Saved data entries:
------------------------------------------------------------------------

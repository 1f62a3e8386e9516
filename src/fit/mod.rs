//! Voxel-wise goodness-of-fit between two time series per voxel.
//!
//! Per voxel the Pearson `r` between the reference and the transformed series
//! is computed over the full time axis, and the score is `1 - r^2`
//! (unexplained variance). A voxel whose series has zero variance has no
//! defined `r`; [`ZeroVariancePolicy`] decides its score.

use ndarray::{ArrayView1, ArrayView2};

#[cfg(feature = "mt")]
use rayon::prelude::*;

use crate::error::DenoiseError;
use crate::math::stats::{pearson, pearson_p_value};

pub const DEFAULT_THRESHOLD: f64 = 0.5;

#[derive(Debug, Clone, Copy, PartialEq, Eq, Default)]
pub enum ZeroVariancePolicy {
    /// Score is NaN and never counts as exceeding the threshold.
    #[default]
    Nan,
    /// Score is 0, i.e. treated as unchanged.
    Zero,
}

#[derive(Debug, Clone)]
pub struct FitOptions {
    pub threshold: f64,
    pub zero_variance: ZeroVariancePolicy,
    /// Worker threads for the voxel loop (0 = rayon default). Ignored without `mt`.
    pub threads: usize,
}

impl Default for FitOptions {
    fn default() -> Self {
        Self {
            threshold: DEFAULT_THRESHOLD,
            zero_variance: ZeroVariancePolicy::Nan,
            threads: 0,
        }
    }
}

#[derive(Debug, Clone)]
pub struct FitResult {
    pub r: Vec<f64>,
    pub score: Vec<f64>,
    pub p_value: Vec<f64>,
    pub threshold: f64,
    pub fraction_above: f64,
    pub n_degenerate: usize,
}

impl FitResult {
    pub fn n_voxels(&self) -> usize {
        self.score.len()
    }
}

/// Matrix mode: column `j` of `reference` against column `j` of `transformed`.
pub fn fit_matrices(
    reference: ArrayView2<'_, f64>,
    transformed: ArrayView2<'_, f64>,
    opts: &FitOptions,
) -> Result<FitResult, DenoiseError> {
    if reference.dim() != transformed.dim() {
        return Err(DenoiseError::shape(
            "voxel matrices",
            reference.dim(),
            transformed.dim(),
        ));
    }
    let n_frames = reference.nrows();
    let r = per_voxel(reference.ncols(), opts.threads, |j| {
        pearson(reference.column(j).iter(), transformed.column(j).iter())
    });
    Ok(finish(r, n_frames, opts))
}

/// Vector mode: every column of `matrix` against one shared series.
pub fn fit_vector(
    matrix: ArrayView2<'_, f64>,
    reference: ArrayView1<'_, f64>,
    opts: &FitOptions,
) -> Result<FitResult, DenoiseError> {
    if matrix.nrows() != reference.len() {
        return Err(DenoiseError::shape(
            "reference vector",
            matrix.nrows(),
            reference.len(),
        ));
    }
    let n_frames = matrix.nrows();
    let r = per_voxel(matrix.ncols(), opts.threads, |j| {
        pearson(matrix.column(j).iter(), reference.iter())
    });
    Ok(finish(r, n_frames, opts))
}

/// Fraction of scores strictly above `threshold`; NaN scores count as not above.
pub fn fraction_above(scores: &[f64], threshold: f64) -> f64 {
    if scores.is_empty() {
        return 0.0;
    }
    let above = scores.iter().filter(|&&s| s > threshold).count();
    above as f64 / scores.len() as f64
}

fn finish(r: Vec<Option<f64>>, n_frames: usize, opts: &FitOptions) -> FitResult {
    let mut n_degenerate = 0usize;
    let mut rs = Vec::with_capacity(r.len());
    let mut score = Vec::with_capacity(r.len());
    let mut p_value = Vec::with_capacity(r.len());
    for value in r {
        match value {
            Some(v) => {
                rs.push(v);
                score.push(1.0 - v * v);
                p_value.push(pearson_p_value(v, n_frames));
            }
            None => {
                n_degenerate += 1;
                rs.push(f64::NAN);
                score.push(match opts.zero_variance {
                    ZeroVariancePolicy::Nan => f64::NAN,
                    ZeroVariancePolicy::Zero => 0.0,
                });
                p_value.push(f64::NAN);
            }
        }
    }
    let fraction = fraction_above(&score, opts.threshold);
    FitResult {
        r: rs,
        score,
        p_value,
        threshold: opts.threshold,
        fraction_above: fraction,
        n_degenerate,
    }
}

#[cfg(feature = "mt")]
fn per_voxel<F>(n_voxels: usize, threads: usize, f: F) -> Vec<Option<f64>>
where
    F: Fn(usize) -> Option<f64> + Sync + Send,
{
    if threads == 0 {
        return (0..n_voxels).into_par_iter().map(&f).collect();
    }
    match rayon::ThreadPoolBuilder::new().num_threads(threads).build() {
        Ok(pool) => pool.install(|| (0..n_voxels).into_par_iter().map(&f).collect()),
        Err(err) => {
            tracing::warn!(error = %err, "thread pool unavailable; computing serially");
            (0..n_voxels).map(f).collect()
        }
    }
}

#[cfg(not(feature = "mt"))]
fn per_voxel<F>(n_voxels: usize, threads: usize, f: F) -> Vec<Option<f64>>
where
    F: Fn(usize) -> Option<f64>,
{
    let _ = threads;
    (0..n_voxels).map(f).collect()
}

------------------------------------------------------------------------

# Instructions to follow
Which lines of the data contain the string "push"? Copy each one.

# Solved problem
                rs.push(v);
                score.push(1.0 - v * v);
                p_value.push(pearson_p_value(v, n_frames));
                rs.push(f64::NAN);
                score.push(match opts.zero_variance {
                p_value.push(f64::NAN);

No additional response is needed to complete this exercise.